(Excerpts from a dataset)
------------------------------------------------------------

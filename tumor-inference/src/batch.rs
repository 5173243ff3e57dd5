use std::sync::Arc;
use std::time::Duration;

use chrono::{DateTime, Utc};
use serde::{Deserialize, Serialize};
use tokio::sync::Semaphore;
use tokio::time::{Instant, timeout_at};
use tracing::{info, warn};

use crate::classifier::Classifier;
use crate::decode::decode_image;
use crate::error::{ErrorRecord, InferenceError, Result};
use crate::report::{DiagnosticReport, ReportAssembler};

/// Hard cap on images per batch request.
pub const MAX_BATCH_SIZE: usize = 10;

const DEFAULT_MAX_CONCURRENCY: usize = 4;

/// One submitted image: display name plus raw bytes.
#[derive(Debug, Clone)]
pub struct ImagePayload {
    pub filename: String,
    pub bytes: Vec<u8>,
}

impl ImagePayload {
    pub fn new(filename: impl Into<String>, bytes: Vec<u8>) -> Self {
        Self {
            filename: filename.into(),
            bytes,
        }
    }
}

/// Tuning knobs for batch processing.
///
/// `timeout` is a single deadline shared by the whole batch; items that have
/// not finished when it elapses are recorded as timed out while completed
/// items keep their reports.
#[derive(Debug, Clone)]
pub struct BatchConfig {
    pub max_batch_size: usize,
    pub max_concurrency: usize,
    pub timeout: Option<Duration>,
}

impl Default for BatchConfig {
    fn default() -> Self {
        Self {
            max_batch_size: MAX_BATCH_SIZE,
            max_concurrency: DEFAULT_MAX_CONCURRENCY,
            timeout: None,
        }
    }
}

/// Success or failure of one batch slot.
#[derive(Debug, Clone, PartialEq, Serialize, Deserialize)]
#[serde(tag = "status", rename_all = "snake_case")]
pub enum ItemOutcome {
    Success { report: DiagnosticReport },
    Failure { error: ErrorRecord },
}

/// Result slot for one submitted image. Slot `file_index` always matches the
/// image's position in the request, regardless of completion order.
#[derive(Debug, Clone, PartialEq, Serialize, Deserialize)]
pub struct BatchItemOutcome {
    pub file_index: usize,
    pub filename: String,
    #[serde(flatten)]
    pub outcome: ItemOutcome,
}

impl BatchItemOutcome {
    pub fn is_success(&self) -> bool {
        matches!(self.outcome, ItemOutcome::Success { .. })
    }
}

/// Ordered outcomes for a whole batch, one slot per submitted image.
#[derive(Debug, Clone, PartialEq, Serialize, Deserialize)]
pub struct BatchResult {
    pub results: Vec<BatchItemOutcome>,
    pub total: usize,
    pub succeeded: usize,
    pub failed: usize,
    pub timestamp: DateTime<Utc>,
}

impl BatchResult {
    /// Counts are derived from the outcome sequence so they can never drift
    /// from the slots themselves.
    pub fn from_outcomes(results: Vec<BatchItemOutcome>) -> Self {
        let total = results.len();
        let succeeded = results.iter().filter(|r| r.is_success()).count();
        Self {
            total,
            succeeded,
            failed: total - succeeded,
            results,
            timestamp: Utc::now(),
        }
    }
}

/// Runs the decode → classify → assemble pipeline over one image or a
/// bounded batch of images, isolating per-item failures.
pub struct BatchOrchestrator {
    classifier: Arc<dyn Classifier>,
    assembler: Arc<ReportAssembler>,
    config: BatchConfig,
}

impl BatchOrchestrator {
    pub fn new(classifier: Arc<dyn Classifier>, assembler: ReportAssembler) -> Self {
        Self::with_config(classifier, assembler, BatchConfig::default())
    }

    pub fn with_config(
        classifier: Arc<dyn Classifier>,
        assembler: ReportAssembler,
        config: BatchConfig,
    ) -> Self {
        Self {
            classifier,
            assembler: Arc::new(assembler),
            config,
        }
    }

    /// Process a single image end to end.
    pub async fn analyze(&self, payload: ImagePayload) -> Result<DiagnosticReport> {
        process_item(self.classifier.clone(), self.assembler.clone(), payload).await
    }

    /// Process a batch of images, one result slot per input.
    ///
    /// Admission failures (`EmptyBatch`, `BatchTooLarge`) reject the request
    /// before any per-item work starts. After admission, a failure in one
    /// item never aborts its siblings; it lands in that item's slot as an
    /// `ErrorRecord`.
    pub async fn run_batch(&self, images: Vec<ImagePayload>) -> Result<BatchResult> {
        if images.is_empty() {
            return Err(InferenceError::EmptyBatch);
        }
        if images.len() > self.config.max_batch_size {
            return Err(InferenceError::BatchTooLarge {
                limit: self.config.max_batch_size,
                actual: images.len(),
            });
        }

        info!(batch_size = images.len(), "starting batch inference");

        let deadline = self.config.timeout.map(|t| Instant::now() + t);
        let semaphore = Arc::new(Semaphore::new(self.config.max_concurrency));

        let mut handles = Vec::with_capacity(images.len());
        for payload in images {
            let filename = payload.filename.clone();
            let classifier = self.classifier.clone();
            let assembler = self.assembler.clone();
            let semaphore = semaphore.clone();

            let handle = tokio::spawn(async move {
                // Time spent queued for a permit counts against the batch
                // deadline as well.
                let work = async move {
                    let _permit = semaphore
                        .acquire_owned()
                        .await
                        .map_err(|e| InferenceError::Internal(e.to_string()))?;
                    process_item(classifier, assembler, payload).await
                };
                match deadline {
                    Some(deadline) => match timeout_at(deadline, work).await {
                        Ok(result) => result,
                        Err(_) => Err(InferenceError::Timeout),
                    },
                    None => work.await,
                }
            });
            handles.push((filename, handle));
        }

        // Awaiting in submission order keeps slot i bound to input i no
        // matter which items finish first.
        let mut outcomes = Vec::with_capacity(handles.len());
        for (file_index, (filename, handle)) in handles.into_iter().enumerate() {
            let result = match handle.await {
                Ok(result) => result,
                Err(join_err) => Err(InferenceError::Internal(format!(
                    "item task failed: {join_err}"
                ))),
            };
            let outcome = match result {
                Ok(report) => ItemOutcome::Success { report },
                Err(err) => {
                    warn!(file_index, filename = %filename, error = %err, "batch item failed");
                    ItemOutcome::Failure { error: err.into() }
                }
            };
            outcomes.push(BatchItemOutcome {
                file_index,
                filename,
                outcome,
            });
        }

        let result = BatchResult::from_outcomes(outcomes);
        info!(
            total = result.total,
            succeeded = result.succeeded,
            failed = result.failed,
            "batch inference finished"
        );
        Ok(result)
    }
}

async fn process_item(
    classifier: Arc<dyn Classifier>,
    assembler: Arc<ReportAssembler>,
    payload: ImagePayload,
) -> Result<DiagnosticReport> {
    let bytes = payload.bytes;
    let image = tokio::task::spawn_blocking(move || decode_image(&bytes))
        .await
        .map_err(|e| InferenceError::Internal(format!("decode task failed: {e}")))??;

    let classification = classifier.classify(&image).await?;
    assembler.assemble(&classification)
}

#[cfg(test)]
mod tests {
    use super::*;
    use crate::classifier::{ClassificationResult, FixedClassifier, TumorLabel};
    use crate::error::ErrorKind;
    use crate::simulate::GrowthSimulator;
    use async_trait::async_trait;
    use image::{DynamicImage, ImageFormat};
    use std::collections::BTreeMap;
    use std::io::Cursor;

    fn png_payload_sized(name: &str, width: u32) -> ImagePayload {
        let img = DynamicImage::new_rgb8(width, width);
        let mut buffer = Vec::new();
        img.write_to(&mut Cursor::new(&mut buffer), ImageFormat::Png)
            .unwrap();
        ImagePayload::new(name, buffer)
    }

    fn png_payload(name: &str) -> ImagePayload {
        png_payload_sized(name, 4)
    }

    fn glioma_classification() -> ClassificationResult {
        ClassificationResult::new(
            TumorLabel::Glioma,
            BTreeMap::from([
                (TumorLabel::Glioma, 0.91),
                (TumorLabel::Meningioma, 0.05),
                (TumorLabel::Pituitary, 0.02),
                (TumorLabel::NoTumor, 0.02),
            ]),
        )
    }

    fn orchestrator() -> BatchOrchestrator {
        BatchOrchestrator::new(
            Arc::new(FixedClassifier::new(glioma_classification())),
            ReportAssembler::new(GrowthSimulator::seeded(3)),
        )
    }

    struct SlowClassifier;

    #[async_trait]
    impl Classifier for SlowClassifier {
        async fn classify(&self, _image: &DynamicImage) -> Result<ClassificationResult> {
            tokio::time::sleep(Duration::from_millis(200)).await;
            Ok(glioma_classification())
        }
    }

    #[tokio::test]
    async fn empty_batch_is_rejected_at_admission() {
        let err = orchestrator().run_batch(Vec::new()).await.unwrap_err();
        assert!(matches!(err, InferenceError::EmptyBatch));
        assert!(err.is_admission());
    }

    #[tokio::test]
    async fn oversized_batch_is_rejected_at_admission() {
        let images = (0..11).map(|i| png_payload(&format!("scan-{i}.png"))).collect();
        let err = orchestrator().run_batch(images).await.unwrap_err();
        assert!(matches!(
            err,
            InferenceError::BatchTooLarge {
                limit: 10,
                actual: 11
            }
        ));
    }

    #[tokio::test]
    async fn full_batch_succeeds_in_submission_order() {
        let images: Vec<ImagePayload> = (0..10)
            .map(|i| png_payload(&format!("scan-{i}.png")))
            .collect();
        let result = orchestrator().run_batch(images).await.unwrap();

        assert_eq!(result.total, 10);
        assert_eq!(result.succeeded, 10);
        assert_eq!(result.failed, 0);
        for (i, slot) in result.results.iter().enumerate() {
            assert_eq!(slot.file_index, i);
            assert_eq!(slot.filename, format!("scan-{i}.png"));
            assert!(slot.is_success());
        }
    }

    #[tokio::test]
    async fn one_bad_image_does_not_abort_siblings() {
        let images = vec![
            png_payload("first.png"),
            ImagePayload::new("broken.bin", b"not an image at all".to_vec()),
            png_payload("third.png"),
        ];
        let result = orchestrator().run_batch(images).await.unwrap();

        assert_eq!(result.total, 3);
        assert_eq!(result.succeeded, 2);
        assert_eq!(result.failed, 1);

        assert!(result.results[0].is_success());
        assert!(result.results[2].is_success());
        let ItemOutcome::Failure { error } = &result.results[1].outcome else {
            panic!("expected slot 1 to fail");
        };
        assert_eq!(error.kind, ErrorKind::UnsupportedFormat);
        assert_eq!(result.results[1].filename, "broken.bin");
    }

    #[tokio::test]
    async fn classifier_failure_lands_in_its_own_slot() {
        struct FailingClassifier;

        #[async_trait]
        impl Classifier for FailingClassifier {
            async fn classify(&self, _image: &DynamicImage) -> Result<ClassificationResult> {
                Err(InferenceError::Classifier("inference backend down".into()))
            }
        }

        let orchestrator = BatchOrchestrator::new(
            Arc::new(FailingClassifier),
            ReportAssembler::new(GrowthSimulator::seeded(3)),
        );
        let result = orchestrator
            .run_batch(vec![png_payload("a.png"), png_payload("b.png")])
            .await
            .unwrap();

        assert_eq!(result.failed, 2);
        for slot in &result.results {
            let ItemOutcome::Failure { error } = &slot.outcome else {
                panic!("expected failure");
            };
            assert_eq!(error.kind, ErrorKind::Classifier);
        }
    }

    #[tokio::test]
    async fn batch_deadline_records_pending_items_as_timed_out() {
        let orchestrator = BatchOrchestrator::with_config(
            Arc::new(SlowClassifier),
            ReportAssembler::new(GrowthSimulator::seeded(3)),
            BatchConfig {
                timeout: Some(Duration::from_millis(20)),
                ..BatchConfig::default()
            },
        );
        let result = orchestrator
            .run_batch(vec![png_payload("a.png"), png_payload("b.png")])
            .await
            .unwrap();

        assert_eq!(result.total, 2);
        assert_eq!(result.failed, 2);
        for slot in &result.results {
            let ItemOutcome::Failure { error } = &slot.outcome else {
                panic!("expected timeout failure");
            };
            assert_eq!(error.kind, ErrorKind::Timeout);
        }
    }

    #[tokio::test]
    async fn batch_deadline_keeps_reports_of_completed_items() {
        // Slow only for images wider than 4px, so one item beats the
        // deadline and one loses to it.
        struct SizeGatedClassifier;

        #[async_trait]
        impl Classifier for SizeGatedClassifier {
            async fn classify(&self, image: &DynamicImage) -> Result<ClassificationResult> {
                if image.width() > 4 {
                    tokio::time::sleep(Duration::from_millis(500)).await;
                }
                Ok(glioma_classification())
            }
        }

        let orchestrator = BatchOrchestrator::with_config(
            Arc::new(SizeGatedClassifier),
            ReportAssembler::new(GrowthSimulator::seeded(3)),
            BatchConfig {
                timeout: Some(Duration::from_millis(100)),
                ..BatchConfig::default()
            },
        );
        let result = orchestrator
            .run_batch(vec![
                png_payload_sized("fast.png", 4),
                png_payload_sized("slow.png", 8),
            ])
            .await
            .unwrap();

        assert_eq!(result.total, 2);
        assert_eq!(result.succeeded, 1);
        assert_eq!(result.failed, 1);

        assert!(result.results[0].is_success());
        assert_eq!(result.results[0].filename, "fast.png");
        let ItemOutcome::Failure { error } = &result.results[1].outcome else {
            panic!("expected the slow item to time out");
        };
        assert_eq!(error.kind, ErrorKind::Timeout);
    }

    #[tokio::test]
    async fn single_image_analysis_returns_a_tumor_report() {
        let report = orchestrator().analyze(png_payload("scan.png")).await.unwrap();
        assert!(report.tumor_detected());
        assert!((report.confidence() - 0.91).abs() < f64::EPSILON);
    }

    #[test]
    fn batch_outcome_wire_shape_tags_success_and_failure() {
        let failure = BatchItemOutcome {
            file_index: 1,
            filename: "bad.bin".to_string(),
            outcome: ItemOutcome::Failure {
                error: ErrorRecord {
                    kind: ErrorKind::UnsupportedFormat,
                    message: "nope".to_string(),
                },
            },
        };
        let json = serde_json::to_value(&failure).unwrap();
        assert_eq!(json["status"], "failure");
        assert_eq!(json["file_index"], 1);
        assert_eq!(json["error"]["kind"], "unsupported_format");
    }
}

------------------------------------------------------------

Repeat exactly the lines above from the one with "assembler.assemble(&classification)" up to and including the one with "use async_trait::async_trait;". No other line belongs in the reply.

    assembler.assemble(&classification)
}

#[cfg(test)]
mod tests {
    use super::*;
    use crate::classifier::{ClassificationResult, FixedClassifier, TumorLabel};
    use crate::error::ErrorKind;
    use crate::simulate::GrowthSimulator;
    use async_trait::async_trait;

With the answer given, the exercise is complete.